In order to make even one dialogue you will have to collect and process personal data of your participants - which means your activity falls under GDPR.

What more, if you do ask questions about personal views, political opinions or religious beliefs you are collecting sensitive personal data which need to be additionally protected. GDPR compliance is an important issue when doing dialogues.

Get a lawyer

We strongly recommend that you seek legal advice from the very beginning. Legal services are expensive but there are firms willing to do pro-bono work for people doing needed social work. Doing a GDPR compliance audit later on will impose a lot of work on your organization and could lead to you losing valuable participant data. Having it set up properly from the start will make your recruitment smoother.

Participants’ data, photos and videos need to be handled with great care and in compliance with GDPR rules, in line with the implementation laws in your country. Being a CSO does not relieve us from the demands of privacy protection - we are actually trusted more than businesses hence there is a higher expectation that we will fully respect data protection rules.

What you will need:

A privacy policy – this document states how you collect and process personal data on your website in general.

Consent to process data under your dialogue registration form – these should include all purposes or processes that you will use participant data in, such as registering them, choosing them, contacting before and after the dialogue, possibly sending post-dialogue materials or newsletters.

Consent to make and publish photos or videos – if you make pictures of your participants or record dialogues, you have to seek permission ahead. You also need a clear permission to publish those if photos or videos are to appear in your publications, on your website or social media channels.

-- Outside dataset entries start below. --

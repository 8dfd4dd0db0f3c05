use rusqlite::{Connection, OptionalExtension};
use std::path::{Path, PathBuf};

use crate::models::Credentials;

const KEY_HOST: &str = "gerritHost";
const KEY_USER: &str = "gerritUser";
const KEY_PASS: &str = "gerritPass";

/// Jirrit's SQLite key/value store. Holds the Gerrit credentials so they
/// survive restarts.
#[derive(Clone)]
pub struct SettingsDb {
    db_path: PathBuf,
}

impl SettingsDb {
    /// Create the data directory and the settings table if needed.
    pub fn init(app_data_dir: &Path) -> Result<Self, String> {
        std::fs::create_dir_all(app_data_dir)
            .map_err(|e| format!("Failed to create app data dir: {e}"))?;

        let db_path = app_data_dir.join("jirrit.db");
        let settings_db = Self { db_path };

        let conn = settings_db.open()?;
        conn.execute_batch(
            "CREATE TABLE IF NOT EXISTS settings (
                key   TEXT PRIMARY KEY,
                value TEXT NOT NULL
            );",
        )
        .map_err(|e| format!("Failed to create settings table: {e}"))?;

        log::debug!("settings db ready at {}", settings_db.db_path.display());
        Ok(settings_db)
    }

    fn open(&self) -> Result<Connection, String> {
        Connection::open(&self.db_path).map_err(|e| {
            format!(
                "Failed to open settings DB at {}: {e}",
                self.db_path.display()
            )
        })
    }

    fn get(conn: &Connection, key: &str) -> Result<Option<String>, String> {
        conn.query_row("SELECT value FROM settings WHERE key = ?1", [key], |row| {
            row.get::<_, String>(0)
        })
        .optional()
        .map_err(|e| format!("Failed to read setting {key}: {e}"))
    }

    /// Read the stored credentials. Missing keys read as empty strings.
    pub fn load_credentials(&self) -> Result<Credentials, String> {
        let conn = self.open()?;
        Ok(Credentials {
            host: Self::get(&conn, KEY_HOST)?.unwrap_or_default(),
            user: Self::get(&conn, KEY_USER)?.unwrap_or_default(),
            pass: Self::get(&conn, KEY_PASS)?.unwrap_or_default(),
        })
    }

    /// Overwrite all three credential fields in one transaction.
    pub fn save_credentials(&self, creds: &Credentials) -> Result<(), String> {
        let mut conn = self.open()?;
        let tx = conn
            .transaction()
            .map_err(|e| format!("Failed to begin settings transaction: {e}"))?;
        for (key, value) in [
            (KEY_HOST, &creds.host),
            (KEY_USER, &creds.user),
            (KEY_PASS, &creds.pass),
        ] {
            tx.execute(
                "INSERT INTO settings (key, value) VALUES (?1, ?2) \
                 ON CONFLICT(key) DO UPDATE SET value = ?2",
                rusqlite::params![key, value],
            )
            .map_err(|e| format!("Failed to store setting {key}: {e}"))?;
        }
        tx.commit()
            .map_err(|e| format!("Failed to commit settings: {e}"))?;
        log::info!("saved Gerrit credentials for host={:?}", creds.host);
        Ok(())
    }

    /// Async wrapper that keeps SQLite I/O off the event loop.
    pub async fn load_credentials_async(&self) -> Result<Credentials, String> {
        let db = self.clone();
        tokio::task::spawn_blocking(move || db.load_credentials())
            .await
            .map_err(|e| format!("Settings read task failed: {e}"))?
    }

    pub async fn save_credentials_async(&self, creds: Credentials) -> Result<(), String> {
        let db = self.clone();
        tokio::task::spawn_blocking(move || db.save_credentials(&creds))
            .await
            .map_err(|e| format!("Settings write task failed: {e}"))?
    }
}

Data processing agreements – those are contracts stipulating what your employees (ex. colleagues on your dialogue team) and contractors (ex. Zoom) are and aren’t allowed to do with the data you collect.

Consider a CRM

To make the management of consents easier it is useful to connect your registration forms to a basic CRM system. Then you can keep track of your participants and know whose data you are authorized to have and whose needs to be deleted. Some of this management can be automated. When organizing offline dialogues you are also obliged to collect consent for data processing and photography.